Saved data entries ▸
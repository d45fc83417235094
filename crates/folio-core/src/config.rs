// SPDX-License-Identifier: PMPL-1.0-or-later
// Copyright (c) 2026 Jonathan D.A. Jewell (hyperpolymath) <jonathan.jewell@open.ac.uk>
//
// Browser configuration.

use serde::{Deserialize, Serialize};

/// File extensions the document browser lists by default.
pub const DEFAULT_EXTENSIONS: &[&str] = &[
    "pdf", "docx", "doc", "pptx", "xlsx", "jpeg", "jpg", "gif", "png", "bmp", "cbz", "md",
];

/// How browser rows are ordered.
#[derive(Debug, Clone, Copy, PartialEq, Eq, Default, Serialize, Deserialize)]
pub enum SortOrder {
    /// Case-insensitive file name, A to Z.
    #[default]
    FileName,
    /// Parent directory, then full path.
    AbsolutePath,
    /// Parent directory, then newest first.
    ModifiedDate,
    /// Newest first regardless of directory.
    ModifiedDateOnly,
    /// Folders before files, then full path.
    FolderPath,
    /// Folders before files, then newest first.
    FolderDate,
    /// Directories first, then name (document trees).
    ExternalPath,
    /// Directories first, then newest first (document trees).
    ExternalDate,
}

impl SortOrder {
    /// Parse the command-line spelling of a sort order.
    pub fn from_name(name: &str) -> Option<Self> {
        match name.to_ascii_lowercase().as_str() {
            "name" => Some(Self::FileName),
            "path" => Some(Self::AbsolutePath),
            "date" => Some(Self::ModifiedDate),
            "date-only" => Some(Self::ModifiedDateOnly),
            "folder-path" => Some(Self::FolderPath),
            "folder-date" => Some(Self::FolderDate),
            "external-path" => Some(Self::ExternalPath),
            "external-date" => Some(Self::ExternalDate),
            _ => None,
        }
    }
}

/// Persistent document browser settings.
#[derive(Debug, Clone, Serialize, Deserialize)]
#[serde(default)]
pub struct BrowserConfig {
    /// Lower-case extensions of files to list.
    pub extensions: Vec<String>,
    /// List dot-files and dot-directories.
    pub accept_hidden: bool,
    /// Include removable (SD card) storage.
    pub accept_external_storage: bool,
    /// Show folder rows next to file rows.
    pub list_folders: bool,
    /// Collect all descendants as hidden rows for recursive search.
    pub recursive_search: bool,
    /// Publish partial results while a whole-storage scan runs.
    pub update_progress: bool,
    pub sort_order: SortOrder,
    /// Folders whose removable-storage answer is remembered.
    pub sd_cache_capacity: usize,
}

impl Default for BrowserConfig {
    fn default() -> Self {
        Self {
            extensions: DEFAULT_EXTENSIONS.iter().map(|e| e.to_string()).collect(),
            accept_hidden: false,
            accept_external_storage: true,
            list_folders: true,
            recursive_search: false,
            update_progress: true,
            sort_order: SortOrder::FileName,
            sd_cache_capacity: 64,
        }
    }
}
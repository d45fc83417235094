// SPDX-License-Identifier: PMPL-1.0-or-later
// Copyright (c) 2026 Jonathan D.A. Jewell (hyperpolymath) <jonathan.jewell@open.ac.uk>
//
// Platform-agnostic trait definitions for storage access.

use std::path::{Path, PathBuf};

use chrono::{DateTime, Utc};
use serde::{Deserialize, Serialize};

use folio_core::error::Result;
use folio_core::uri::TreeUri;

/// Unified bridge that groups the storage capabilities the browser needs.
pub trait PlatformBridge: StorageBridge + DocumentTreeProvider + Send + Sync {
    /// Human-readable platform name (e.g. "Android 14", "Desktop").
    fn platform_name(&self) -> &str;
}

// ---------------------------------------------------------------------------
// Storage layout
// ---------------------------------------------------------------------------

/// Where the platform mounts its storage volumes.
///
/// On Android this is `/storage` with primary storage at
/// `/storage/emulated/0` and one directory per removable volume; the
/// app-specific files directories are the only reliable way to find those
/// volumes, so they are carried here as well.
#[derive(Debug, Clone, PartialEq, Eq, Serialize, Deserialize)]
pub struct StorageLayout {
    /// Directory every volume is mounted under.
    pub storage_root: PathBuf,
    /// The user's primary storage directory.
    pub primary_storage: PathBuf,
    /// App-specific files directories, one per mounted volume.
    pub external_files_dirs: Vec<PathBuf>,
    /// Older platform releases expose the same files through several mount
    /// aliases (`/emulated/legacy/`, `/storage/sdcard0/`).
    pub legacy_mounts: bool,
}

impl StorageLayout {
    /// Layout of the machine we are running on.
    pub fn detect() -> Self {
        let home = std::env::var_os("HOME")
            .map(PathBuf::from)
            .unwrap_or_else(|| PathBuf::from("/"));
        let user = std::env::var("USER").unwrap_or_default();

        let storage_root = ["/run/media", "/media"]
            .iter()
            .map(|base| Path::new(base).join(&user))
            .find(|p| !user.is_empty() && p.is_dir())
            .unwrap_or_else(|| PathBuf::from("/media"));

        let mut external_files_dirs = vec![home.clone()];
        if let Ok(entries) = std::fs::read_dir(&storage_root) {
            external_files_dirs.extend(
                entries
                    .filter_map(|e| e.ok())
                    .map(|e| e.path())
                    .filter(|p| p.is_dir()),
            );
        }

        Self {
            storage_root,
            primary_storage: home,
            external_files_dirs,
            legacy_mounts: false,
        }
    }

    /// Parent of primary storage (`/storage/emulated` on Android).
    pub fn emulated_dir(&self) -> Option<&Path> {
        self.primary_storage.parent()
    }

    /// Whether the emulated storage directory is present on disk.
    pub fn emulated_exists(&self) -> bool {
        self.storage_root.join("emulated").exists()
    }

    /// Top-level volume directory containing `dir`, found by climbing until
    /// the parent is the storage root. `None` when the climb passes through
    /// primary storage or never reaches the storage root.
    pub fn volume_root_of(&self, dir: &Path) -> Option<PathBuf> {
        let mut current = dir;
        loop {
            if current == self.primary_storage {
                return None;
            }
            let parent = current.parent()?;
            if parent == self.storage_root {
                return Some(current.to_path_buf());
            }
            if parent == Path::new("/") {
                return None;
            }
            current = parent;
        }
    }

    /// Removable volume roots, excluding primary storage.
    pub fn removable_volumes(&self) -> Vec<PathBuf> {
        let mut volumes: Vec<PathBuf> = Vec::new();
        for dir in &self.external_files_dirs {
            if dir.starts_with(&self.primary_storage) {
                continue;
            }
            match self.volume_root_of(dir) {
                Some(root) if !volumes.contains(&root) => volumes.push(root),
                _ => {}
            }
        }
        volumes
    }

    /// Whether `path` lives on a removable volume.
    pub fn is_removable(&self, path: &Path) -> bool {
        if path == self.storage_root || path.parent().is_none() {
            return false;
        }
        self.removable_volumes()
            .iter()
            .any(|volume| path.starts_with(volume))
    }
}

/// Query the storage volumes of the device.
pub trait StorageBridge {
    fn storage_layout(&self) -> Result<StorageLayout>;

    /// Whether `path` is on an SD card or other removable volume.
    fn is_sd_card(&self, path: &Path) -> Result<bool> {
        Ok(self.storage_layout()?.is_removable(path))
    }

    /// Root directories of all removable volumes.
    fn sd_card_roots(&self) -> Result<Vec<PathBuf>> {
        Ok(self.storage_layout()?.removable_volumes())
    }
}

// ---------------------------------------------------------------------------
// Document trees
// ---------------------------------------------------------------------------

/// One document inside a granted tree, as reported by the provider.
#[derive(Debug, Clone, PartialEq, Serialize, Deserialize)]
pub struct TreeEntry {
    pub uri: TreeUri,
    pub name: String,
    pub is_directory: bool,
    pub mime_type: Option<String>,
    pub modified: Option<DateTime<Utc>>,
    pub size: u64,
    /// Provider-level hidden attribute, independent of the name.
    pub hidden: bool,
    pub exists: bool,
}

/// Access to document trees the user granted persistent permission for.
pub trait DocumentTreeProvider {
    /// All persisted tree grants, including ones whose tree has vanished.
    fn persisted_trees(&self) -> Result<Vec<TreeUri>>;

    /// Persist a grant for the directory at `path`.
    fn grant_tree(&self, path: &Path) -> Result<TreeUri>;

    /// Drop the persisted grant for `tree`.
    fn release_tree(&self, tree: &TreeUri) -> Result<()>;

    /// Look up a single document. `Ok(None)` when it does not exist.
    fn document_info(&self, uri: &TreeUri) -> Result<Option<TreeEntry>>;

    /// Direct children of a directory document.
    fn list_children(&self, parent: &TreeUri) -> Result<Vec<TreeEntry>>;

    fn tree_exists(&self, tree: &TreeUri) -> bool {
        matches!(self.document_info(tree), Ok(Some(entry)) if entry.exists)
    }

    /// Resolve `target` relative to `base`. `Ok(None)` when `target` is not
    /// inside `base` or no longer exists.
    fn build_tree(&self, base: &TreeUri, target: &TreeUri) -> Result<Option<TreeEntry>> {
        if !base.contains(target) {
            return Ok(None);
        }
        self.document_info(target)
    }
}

Task brief ▸ Exactly and only the lines from the line containing "of the name." through the final line of the records above must be returned.

Written response ▸
    /// Provider-level hidden attribute, independent of the name.
    pub hidden: bool,
    pub exists: bool,
}

/// Access to document trees the user granted persistent permission for.
pub trait DocumentTreeProvider {
    /// All persisted tree grants, including ones whose tree has vanished.
    fn persisted_trees(&self) -> Result<Vec<TreeUri>>;

    /// Persist a grant for the directory at `path`.
    fn grant_tree(&self, path: &Path) -> Result<TreeUri>;

    /// Drop the persisted grant for `tree`.
    fn release_tree(&self, tree: &TreeUri) -> Result<()>;

    /// Look up a single document. `Ok(None)` when it does not exist.
    fn document_info(&self, uri: &TreeUri) -> Result<Option<TreeEntry>>;

    /// Direct children of a directory document.
    fn list_children(&self, parent: &TreeUri) -> Result<Vec<TreeEntry>>;

    fn tree_exists(&self, tree: &TreeUri) -> bool {
        matches!(self.document_info(tree), Ok(Some(entry)) if entry.exists)
    }

    /// Resolve `target` relative to `base`. `Ok(None)` when `target` is not
    /// inside `base` or no longer exists.
    fn build_tree(&self, base: &TreeUri, target: &TreeUri) -> Result<Option<TreeEntry>> {
        if !base.contains(target) {
            return Ok(None);
        }
        self.document_info(target)
    }
}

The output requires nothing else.